I still need to sell my car but with everything else going on it hasn't been my focus.
*I think the steps are developing a butt print from Owen practically living there the past week or so. He's really testing boundaries. It's tiring.
*I feel more hurt than I could've ever imagined. I told my older brother that if he ever pulled that sh!t that I would be cutting out that side of our family. Include me if or I'll be done with you.
*I unloaded on my dad and I think it may help.
*Amelie must be teething because she's just been so sad. I forgot how hard it is to have a baby in pain that doesn't understand. I feel so helpless so I just let her sit on the boob for comfort pretty much all day.

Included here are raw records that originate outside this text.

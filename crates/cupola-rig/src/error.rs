//! Error types for the cupola-rig crate.

use std::fmt;

/// Result type for cupola-rig operations.
pub type Result<T> = std::result::Result<T, Error>;

/// Errors that can occur while loading or validating rig configuration.
///
/// Frame updates, geocoding and picking never fail; they resolve to neutral
/// results instead.
#[derive(Debug, Clone, PartialEq)]
pub enum Error {
    /// A setting is outside its allowed range.
    InvalidSetting {
        /// Dotted path of the offending setting.
        name: &'static str,
        /// Description of what was invalid.
        detail: String,
    },
    /// Settings JSON could not be parsed.
    Config {
        /// The parser message.
        message: String,
    },
    /// Settings file could not be read.
    Io {
        /// The path that failed.
        path: String,
        /// The error message.
        message: String,
    },
}

impl Error {
    pub(crate) fn invalid(name: &'static str, detail: impl Into<String>) -> Self {
        Error::InvalidSetting {
            name,
            detail: detail.into(),
        }
    }
}

impl fmt::Display for Error {
    fn fmt(&self, f: &mut fmt::Formatter<'_>) -> fmt::Result {
        match self {
            Error::InvalidSetting { name, detail } => {
                write!(f, "invalid setting {name}: {detail}")
            }
            Error::Config { message } => write!(f, "failed to parse settings: {message}"),
            Error::Io { path, message } => write!(f, "failed to read {path}: {message}"),
        }
    }
}

impl std::error::Error for Error {}

impl From<serde_json::Error> for Error {
    fn from(e: serde_json::Error) -> Self {
        Error::Config {
            message: e.to_string(),
        }
    }
}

*My house is a massive disaster due to the above mentioned activities and I don't care.
*I haven't been to Jazzercise in a couple of weeks because I feel guilty just leaving my kids to go. I feel really selfish that I'm taking time on my own when we could be doing things as a family of 4.
*Owen is back on his obsession with The Backyardigans and I could not be happier. I love that show far more than any adult should.
*Ginger left us a while back and it totally broke my heart. We adopted 2 brother kitties last week and while they're adjusting fairly well, I just want them to cuddle up with me. They'll come around but seeing them play with each other and snuggle up makes me want to join them but they're not ready for that.
*The thought of going back to work makes me really excited, but the thought of leaving my kids kind of makes me want to throw up. I'm not sure why it seems so hard for me. It sucks.
I wish DH would get a better job. He was self employed until the end of last year and it is so hard to find something that pays good without a college degree. He works his a$$ off and I'm sad he can't find some type of career.
I can't stand this girl I'm friends with on fb who has a pitty party everyday. Her and her DH have 2 kids no money and a ton of debt. Its their own fault they are in the situation they have and I get tired of her looking for handouts.
I have a 2nd pt job and I hate it. I hate having to deal with customers and getting paid shiit. I'm for sure quitting the end of the year. Just need it now to get this last dang credit card paid off.
I need to cut shopping for awhile so I'll stop using my credit card.
I have a gym membership paying $40 a month and I go once a week to Zumba. I was going more but working 2 jobs cuts out a ton of time. I need to cancel it soon and get into running again. I also have a treadmill at home that collects dust but it is hard to run inside when its summer.
As much as I want kids and am glad my mom has offered to watch them a ton in the summer since she is off, I'm scared to leave them with DH's parents. I know they will just plop them in front of the tv and feed them crap.
This pregnancy has me being a worry wort about EVERYTHING. I changed the morning sickness regimen I was doing around and now I have no morning sickness and I LOVE it, but it worrys me since the whole thing this weekend.
I have an appt with my OB next week and secretly hope she does and US (Even though there isnt one scheduled)...maybe she can "slip" me in!
I'm having a hard time not telling my "pregnant secret".....but trying my hardest to not spill yet.
My DH has been AMAZING through everything lately!!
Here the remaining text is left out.